El sufrimiento, grande o pequeño, nos ayuda a crecer y a madurar, nos permite apreciar lo que tenemos y que antes ni siquiera habíamos visto, nos enseña a comprender a los demás.
El sufrimiento saca a flote recursos de nuestra personalidad que no conocíamos, nos hace más humanos en el trato con las otras personas, más fuertes para enfrentar las dificultades que se nos presentan inevitablemente en el transcurso de nuestra vida, más decididos y constantes en la búsqueda de lo que queremos, en la realización de nuestros proyectos.
Cuando no nos dejamos vencer por el dolor, por las limitaciones, por las incapacidades, por la angustia, por la tristeza, por el abandono, por la soledad, sino que los aceptamos y nos sobreponemos, crecemos como seres humanos, maduramos.
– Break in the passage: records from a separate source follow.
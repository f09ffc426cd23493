//! SQLite-backed exam store.
//!
//! Each exam aggregate is one row: its id, its version and the record as
//! JSON. A commit is a single `UPDATE ... WHERE version = ?`, so the database
//! decides compare-and-swap races, including races between processes sharing
//! the file.

use std::path::{Path, PathBuf};
use std::time::Duration;

use async_trait::async_trait;
use sqlx::sqlite::{SqliteConnectOptions, SqliteJournalMode, SqlitePool, SqlitePoolOptions};
use tracing::{debug, info};
use uuid::Uuid;

use examforge_core::error::{ExamError, Result};
use examforge_core::model::{Exam, ExamRecord};
use examforge_core::traits::ExamStore;

/// How long a writer waits for another process's transaction.
const BUSY_TIMEOUT: Duration = Duration::from_secs(10);

const SCHEMA: &str = "CREATE TABLE IF NOT EXISTS exams (
    id TEXT PRIMARY KEY NOT NULL,
    version INTEGER NOT NULL,
    record TEXT NOT NULL
)";

fn db_err(e: sqlx::Error) -> ExamError {
    ExamError::Store(e.to_string())
}

fn encode(record: &ExamRecord) -> Result<String> {
    serde_json::to_string(record)
        .map_err(|e| ExamError::Store(format!("failed to serialize exam {}: {e}", record.exam.id)))
}

fn decode(json: &str) -> Result<ExamRecord> {
    serde_json::from_str(json).map_err(|e| ExamError::Store(format!("corrupt exam row: {e}")))
}

fn version(v: u64) -> Result<i64> {
    i64::try_from(v).map_err(|_| ExamError::Store(format!("exam version {v} out of range")))
}

pub struct SqliteStore {
    pool: SqlitePool,
    path: PathBuf,
}

impl SqliteStore {
    /// Open (creating if needed) the database at `path`.
    pub async fn open(path: impl Into<PathBuf>) -> Result<Self> {
        let path = path.into();
        if let Some(dir) = path.parent().filter(|p| !p.as_os_str().is_empty()) {
            tokio::fs::create_dir_all(dir).await.map_err(|e| {
                ExamError::Store(format!("failed to create {}: {e}", dir.display()))
            })?;
        }

        let options = SqliteConnectOptions::new()
            .filename(&path)
            .create_if_missing(true)
            .journal_mode(SqliteJournalMode::Wal)
            .busy_timeout(BUSY_TIMEOUT);
        let pool = SqlitePoolOptions::new()
            .max_connections(4)
            .connect_with(options)
            .await
            .map_err(|e| ExamError::Store(format!("failed to open {}: {e}", path.display())))?;
        sqlx::query(SCHEMA).execute(&pool).await.map_err(db_err)?;

        info!(path = %path.display(), "exam store opened");
        Ok(Self { pool, path })
    }

    pub fn path(&self) -> &Path {
        &self.path
    }
}

#[async_trait]
impl ExamStore for SqliteStore {
    async fn insert(&self, record: ExamRecord) -> Result<()> {
        let id = record.exam.id;
        let result = sqlx::query("INSERT INTO exams (id, version, record) VALUES (?, ?, ?)")
            .bind(id.to_string())
            .bind(version(record.exam.version)?)
            .bind(encode(&record)?)
            .execute(&self.pool)
            .await;
        match result {
            Ok(_) => Ok(()),
            Err(sqlx::Error::Database(e)) if e.is_unique_violation() => {
                Err(ExamError::Store(format!("exam {id} already exists")))
            }
            Err(e) => Err(db_err(e)),
        }
    }

    async fn load(&self, exam_id: Uuid) -> Result<ExamRecord> {
        let row = sqlx::query_scalar::<_, String>("SELECT record FROM exams WHERE id = ?")
            .bind(exam_id.to_string())
            .fetch_optional(&self.pool)
            .await
            .map_err(db_err)?;
        match row {
            Some(json) => decode(&json),
            None => Err(ExamError::NotFound(format!("exam {exam_id}"))),
        }
    }

    async fn commit(&self, mut record: ExamRecord) -> Result<ExamRecord> {
        let id = record.exam.id;
        let expected = record.exam.version;
        record.exam.version += 1;

        let updated =
            sqlx::query("UPDATE exams SET version = ?, record = ? WHERE id = ? AND version = ?")
                .bind(version(record.exam.version)?)
                .bind(encode(&record)?)
                .bind(id.to_string())
                .bind(version(expected)?)
                .execute(&self.pool)
                .await
                .map_err(db_err)?;
        if updated.rows_affected() == 1 {
            return Ok(record);
        }

        let exists = sqlx::query_scalar::<_, i64>("SELECT COUNT(*) FROM exams WHERE id = ?")
            .bind(id.to_string())
            .fetch_one(&self.pool)
            .await
            .map_err(db_err)?;
        if exists == 0 {
            return Err(ExamError::NotFound(format!("exam {id}")));
        }
        debug!(exam_id = %id, offered = expected, "stale commit");
        Err(ExamError::Conflict(id))
    }

    async fn delete(&self, exam_id: Uuid) -> Result<Option<ExamRecord>> {
        let row = sqlx::query_scalar::<_, String>("DELETE FROM exams WHERE id = ? RETURNING record")
            .bind(exam_id.to_string())
            .fetch_optional(&self.pool)
            .await
            .map_err(db_err)?;
        row.as_deref().map(decode).transpose()
    }

    async fn list(&self) -> Result<Vec<Exam>> {
        let rows = sqlx::query_scalar::<_, String>("SELECT record FROM exams")
            .fetch_all(&self.pool)
            .await
            .map_err(db_err)?;
        let mut exams = rows
            .iter()
            .map(|json| decode(json).map(|r| r.exam))
            .collect::<Result<Vec<_>>>()?;
        exams.sort_by(|a, b| b.created_at.cmp(&a.created_at));
        Ok(exams)
    }
}
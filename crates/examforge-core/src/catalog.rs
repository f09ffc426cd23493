//! Board exam pattern catalog.
//!
//! Patterns are loaded once from a TOML table (embedded by default,
//! overridable by a file) and validated as a whole before use: every
//! board/band pair must be present and every pattern's section marks must add
//! up to its total.

use std::collections::{BTreeMap, HashSet};
use std::path::Path;

use serde::{Deserialize, Serialize};

use crate::error::{ExamError, Result};
use crate::model::{Board, ClassBand, QuestionType};

const BUILTIN_PATTERNS: &str = include_str!("../data/patterns.toml");

/// One section of a paper.
#[derive(Debug, Clone, PartialEq, Serialize)]
pub struct SectionSpec {
    pub label: String,
    /// Type label as written in the pattern table ("Long Answer II").
    pub type_label: String,
    pub question_type: QuestionType,
    pub question_count: u32,
    pub marks_each: u32,
}

impl SectionSpec {
    pub fn total_marks(&self) -> u32 {
        self.question_count * self.marks_each
    }
}

/// Which sections offer an "OR" alternative, and how many questions do.
#[derive(Debug, Clone, PartialEq, Default, Serialize)]
pub struct InternalChoice {
    pub sections: Vec<String>,
    pub questions_with_choice: u32,
}

/// The fixed structure of a paper for one board and class band.
#[derive(Debug, Clone, PartialEq, Serialize)]
pub struct ExamPattern {
    pub board: Board,
    pub band: ClassBand,
    pub duration_minutes: u32,
    pub total_marks: u32,
    pub sections: Vec<SectionSpec>,
    pub internal_choice: InternalChoice,
}

impl ExamPattern {
    pub fn question_count(&self) -> u32 {
        self.sections.iter().map(|s| s.question_count).sum()
    }

    pub fn section(&self, label: &str) -> Option<&SectionSpec> {
        self.sections.iter().find(|s| s.label == label)
    }
}

// Intermediate TOML shape.

#[derive(Debug, Deserialize)]
struct RawPattern {
    duration_minutes: u32,
    total_marks: u32,
    sections: Vec<RawSection>,
    #[serde(default)]
    internal_choice: Option<RawChoice>,
}

#[derive(Debug, Deserialize)]
struct RawSection {
    label: String,
    question_type: String,
    question_count: u32,
    marks_each: u32,
}

#[derive(Debug, Deserialize)]
struct RawChoice {
    #[serde(default)]
    sections: Vec<String>,
    #[serde(default)]
    questions_with_choice: u32,
}

fn band_from_key(key: &str) -> Option<ClassBand> {
    match key {
        "class_6_to_8" => Some(ClassBand::Middle),
        "class_9_to_10" => Some(ClassBand::Secondary),
        "class_11_to_12" => Some(ClassBand::Senior),
        _ => None,
    }
}

/// Immutable, validated set of exam patterns.
#[derive(Debug, Clone)]
pub struct PatternCatalog {
    patterns: BTreeMap<(Board, ClassBand), ExamPattern>,
}

impl PatternCatalog {
    /// The catalog compiled into the binary.
    pub fn builtin() -> Result<Self> {
        Self::from_toml_str(BUILTIN_PATTERNS)
    }

    /// Load a catalog from a TOML file.
    pub fn load(path: &Path) -> Result<Self> {
        let content = std::fs::read_to_string(path).map_err(|e| {
            ExamError::InvalidPattern(format!("failed to read {}: {e}", path.display()))
        })?;
        Self::from_toml_str(&content)
    }

    /// Parse and validate a catalog from TOML text.
    pub fn from_toml_str(content: &str) -> Result<Self> {
        let raw: BTreeMap<String, BTreeMap<String, RawPattern>> = toml::from_str(content)
            .map_err(|e| ExamError::InvalidPattern(format!("failed to parse TOML: {e}")))?;

        let mut patterns = BTreeMap::new();
        for (board_key, bands) in raw {
            let board: Board = board_key
                .parse()
                .map_err(|_| ExamError::InvalidPattern(format!("unknown board '{board_key}'")))?;
            for (band_key, raw_pattern) in bands {
                let band = band_from_key(&band_key).ok_or_else(|| {
                    ExamError::InvalidPattern(format!("{board}: unknown class band '{band_key}'"))
                })?;
                let pattern = build_pattern(board, band, raw_pattern)?;
                patterns.insert((board, band), pattern);
            }
        }

        for board in Board::ALL {
            for band in ClassBand::ALL {
                if !patterns.contains_key(&(board, band)) {
                    return Err(ExamError::InvalidPattern(format!(
                        "missing pattern for {board} class {band}"
                    )));
                }
            }
        }

        Ok(Self { patterns })
    }

    /// The pattern for a board and class number.
    pub fn lookup(&self, board: Board, class_num: u8) -> Result<&ExamPattern> {
        let band = ClassBand::from_class(class_num)?;
        self.patterns
            .get(&(board, band))
            .ok_or_else(|| ExamError::InvalidPattern(format!("missing pattern for {board} {band}")))
    }

    /// Like [`lookup`](Self::lookup), parsing the board name first.
    pub fn lookup_str(&self, board: &str, class_num: u8) -> Result<&ExamPattern> {
        self.lookup(board.parse()?, class_num)
    }

    /// Every pattern, ordered by board then band.
    pub fn entries(&self) -> impl Iterator<Item = &ExamPattern> {
        self.patterns.values()
    }
}

fn build_pattern(board: Board, band: ClassBand, raw: RawPattern) -> Result<ExamPattern> {
    let ctx = format!("{board} class {band}");
    let invalid = |msg: String| ExamError::InvalidPattern(format!("{ctx}: {msg}"));

    if raw.duration_minutes == 0 {
        return Err(invalid("duration must be positive".into()));
    }
    if raw.sections.is_empty() {
        return Err(invalid("no sections".into()));
    }

    let mut seen = HashSet::new();
    let mut sections = Vec::with_capacity(raw.sections.len());
    for s in raw.sections {
        if !seen.insert(s.label.clone()) {
            return Err(invalid(format!("duplicate section '{}'", s.label)));
        }
        if s.question_count == 0 || s.marks_each == 0 {
            return Err(invalid(format!("section {} is empty", s.label)));
        }
        let question_type = s
            .question_type
            .parse()
            .map_err(|e: String| invalid(format!("section {}: {e}", s.label)))?;
        sections.push(SectionSpec {
            label: s.label,
            type_label: s.question_type,
            question_type,
            question_count: s.question_count,
            marks_each: s.marks_each,
        });
    }

    let sum: u32 = sections.iter().map(SectionSpec::total_marks).sum();
    if sum != raw.total_marks {
        return Err(invalid(format!(
            "section marks add up to {sum}, expected {}",
            raw.total_marks
        )));
    }

    let internal_choice = match raw.internal_choice {
        Some(choice) => {
            let mut eligible = 0;
            for label in &choice.sections {
                let section = sections
                    .iter()
                    .find(|s| &s.label == label)
                    .ok_or_else(|| invalid(format!("internal choice names unknown section {label}")))?;
                eligible += section.question_count;
            }
            if choice.questions_with_choice > eligible {
                return Err(invalid(format!(
                    "{} questions with choice but only {eligible} questions in {}",
                    choice.questions_with_choice,
                    choice.sections.join(", ")
                )));
            }
            InternalChoice {
                sections: choice.sections,
                questions_with_choice: choice.questions_with_choice,
            }
        }
        None => InternalChoice::default(),
    };

    Ok(ExamPattern {
        board,
        band,
        duration_minutes: raw.duration_minutes,
        total_marks: raw.total_marks,
        sections,
        internal_choice,
    })
}

#[cfg(test)]
mod tests {
    use super::*;

    const MINIMAL_BAND: &str = r#"
duration_minutes = 60
total_marks = 10
sections = [
    { label = "A", question_type = "MCQ", question_count = 10, marks_each = 1 },
]
"#;

    fn full_table_with(override_section: &str) -> String {
        let mut s = String::new();
        for board in ["CBSE", "ICSE", "WBBSE"] {
            for band in ["class_6_to_8", "class_9_to_10", "class_11_to_12"] {
                s.push_str(&format!("[{board}.{band}]\n"));
                if board == "ICSE" && band == "class_9_to_10" {
                    s.push_str(override_section);
                } else {
                    s.push_str(MINIMAL_BAND);
                }
                s.push('\n');
            }
        }
        s
    }

    #[test]
    fn builtin_marks_add_up_for_every_class() {
        let catalog = PatternCatalog::builtin().unwrap();
        for board in Board::ALL {
            for class_num in 6..=12 {
                let pattern = catalog.lookup(board, class_num).unwrap();
                let sum: u32 = pattern.sections.iter().map(|s| s.total_marks()).sum();
                assert_eq!(sum, pattern.total_marks, "{board} class {class_num}");
            }
        }
        assert_eq!(catalog.entries().count(), 9);
    }

    #[test]
    fn cbse_class_10_pattern() {
        let catalog = PatternCatalog::builtin().unwrap();
        let pattern = catalog.lookup_str("CBSE", 10).unwrap();
        assert_eq!(pattern.duration_minutes, 180);
        assert_eq!(pattern.total_marks, 80);
        let labels: Vec<&str> = pattern.sections.iter().map(|s| s.label.as_str()).collect();
        assert_eq!(labels, ["A", "B", "C", "D"]);
        assert_eq!(pattern.sections[0].question_type, QuestionType::Mcq);
        assert_eq!(pattern.internal_choice.sections, ["C", "D"]);
    }

    #[test]
    fn lenient_type_labels_are_kept() {
        let catalog = PatternCatalog::builtin().unwrap();
        let pattern = catalog.lookup(Board::Cbse, 12).unwrap();
        let d = pattern.section("D").unwrap();
        assert_eq!(d.type_label, "Long Answer II");
        assert_eq!(d.question_type, QuestionType::LongAnswer);

        let wb = catalog.lookup(Board::Wbbse, 7).unwrap();
        assert_eq!(wb.section("C").unwrap().question_type, QuestionType::LongAnswer);
    }

    #[test]
    fn unsupported_inputs_are_errors() {
        let catalog = PatternCatalog::builtin().unwrap();
        assert!(matches!(
            catalog.lookup_str("IB", 10),
            Err(ExamError::UnsupportedBoard(_))
        ));
        assert!(matches!(
            catalog.lookup(Board::Icse, 5),
            Err(ExamError::UnsupportedClass(5))
        ));
        assert!(matches!(
            catalog.lookup(Board::Icse, 13),
            Err(ExamError::UnsupportedClass(13))
        ));
    }

    #[test]
    fn mismatched_marks_rejected() {
        let table = full_table_with(
            r#"
duration_minutes = 60
total_marks = 12
sections = [
    { label = "A", question_type = "MCQ", question_count = 10, marks_each = 1 },
]
"#,
        );
        let err = PatternCatalog::from_toml_str(&table).unwrap_err();
        assert!(err.to_string().contains("add up to 10"), "got: {err}");
    }

    #[test]
    fn choice_on_unknown_section_rejected() {
        let table = full_table_with(
            r#"
duration_minutes = 60
total_marks = 10
internal_choice = { sections = ["Z"], questions_with_choice = 1 }
sections = [
    { label = "A", question_type = "MCQ", question_count = 10, marks_each = 1 },
]
"#,
        );
        assert!(matches!(
            PatternCatalog::from_toml_str(&table),
            Err(ExamError::InvalidPattern(_))
        ));
    }

    #[test]
    fn missing_band_rejected() {
        let table = format!("[CBSE.class_6_to_8]\n{MINIMAL_BAND}");
        let err = PatternCatalog::from_toml_str(&table).unwrap_err();
        assert!(err.to_string().contains("missing pattern"), "got: {err}");
    }

    #[test]
    fn load_from_file() {
        let path = std::env::temp_dir().join(format!("examforge-patterns-{}.toml", uuid::Uuid::new_v4()));
        std::fs::write(&path, full_table_with(MINIMAL_BAND)).unwrap();
        let catalog = PatternCatalog::load(&path).unwrap();
        assert_eq!(catalog.lookup(Board::Wbbse, 11).unwrap().total_marks, 10);
        std::fs::remove_file(&path).ok();
    }
}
Lo importante es tener fe, creer que no estamos solos, que Dios está ahí para ayudarnos porque nos ama, hacer un gran esfuerzo y superar el sufrimiento de frustración que nos hunde y seguir adelante.
En el sufrimiento, aceptado y vivido con paz, Dios se hace presente en nuestra vida y nos enriquece con sus gracias, especialmente con la esperanza de que un día, más o menos cercano, todo volverá a ser como antes, o mejor que antes.
Y otra cosa. Puedes unir tu dolor al sufrimiento de Jesús en la cruz y ofrecerlo a Dios Padre, por la salvación del mundo. De este modo le das un sentido y un valor trascendente.